CALENDAR DESCRIPTION:

An introduction to landforms, climates, soils and vegetation; their origins, distributions, interrelationships and roles in the ecosystem. Laboratory work and field trips are included. Breadth-Science.

COURSE DETAILS:

An introduction to physical geography. This course covers principles and processes governing climate, landforms, and vegetation systems and interrelationships. Natural and human-induced changes to earth systems are discussed. There will be one 2-hour class per week plus a 2-hour laboratory in most weeks. Laboratories address techniques of measurement, representation and analysis of earth systems through maps, remotely-sensed images, and laboratory and field observations. Classes will be a mixture of lecture and group activities. Course content is divided into five case studies, such that students are introduced to a question in physical geography, then will learn global scale processes and apply them to local examples:

  1. What factors govern the weather and climate of BC?
  2. Climate change: What are the actual and potential impacts in BC?
  3. The Cascadia subduction zone: Will BC experience the Big One earthquake?
  4. How can we monitor the “health” of the Fraser River Basin?
  5. How has glaciation shaped Canadian landscapes, and what is the status of contemporary glaciers in Canada?
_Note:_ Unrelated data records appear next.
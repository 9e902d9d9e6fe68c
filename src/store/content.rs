//! Content store with async `SQLite` operations.

use std::path::{Path, PathBuf};
use std::sync::Arc;

use rusqlite::{params, params_from_iter, Connection, OptionalExtension, Row};
use tokio::sync::Mutex;

use super::error::StoreError;
use super::filters::{JourneyFilter, PublishedFilter, TeamFilter};
use super::schema;
use super::types::{
    DayTrip, DayTripAddon, FooterLegal, FooterLink, GentleJourney, Guide, Journey, Setting,
    TeamMember, Testimonial, TrainingRow,
};

/// Returns the default path for the content database.
///
/// This is `~/.local/share/tripdesk/content.db` on Unix systems.
#[must_use]
pub fn default_database_path() -> PathBuf {
    dirs::data_local_dir()
        .unwrap_or_else(|| PathBuf::from("."))
        .join("tripdesk")
        .join("content.db")
}

/// Handle to the site's content database.
///
/// A single `SQLite` connection guarded by an async mutex; every query runs
/// on the blocking thread pool. Cloning is cheap and shares the connection.
#[derive(Debug, Clone)]
pub struct ContentStore {
    conn: Arc<Mutex<Connection>>,
    path: Option<PathBuf>,
}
No labs in the first week of classes.

COURSE-LEVEL EDUCATIONAL GOALS:

  • Develop a general understanding of the Earth system as studied in physical geography, including the processes, flows of energy, and inter-relationships between the atmosphere, hydrosphere, lithosphere and biosphere.
  • Apply knowledge about how the above large-scale processes, energy flows, and inter-relationships to a local case example.
  • Explore and apply course concepts through Laboratory Exercises.
  • Critically and collaboratively synthesize core course material.

Grading

  • Class engagement activities 10%
  • Case Study Quizzes (x5) 40%
  • Laboratory Exercises (x9) 27%
  • Lab Exam 23%

NOTES:

Grade structure (subject to change):

Materials

REQUIRED READING:

Required e-Text Book (free): Perkins, A. Investigating Earth’s Systems. (available online).


Registrar Notes:

ACADEMIC INTEGRITY: YOUR WORK, YOUR SUCCESS

SFU’s Academic Integrity website http://www.sfu.ca/students/academicintegrity.html is filled with information on what is meant by academic dishonesty, where you can find resources to help with your studies and the consequences of cheating. Check out the site for more information and videos that help explain the issues in plain English.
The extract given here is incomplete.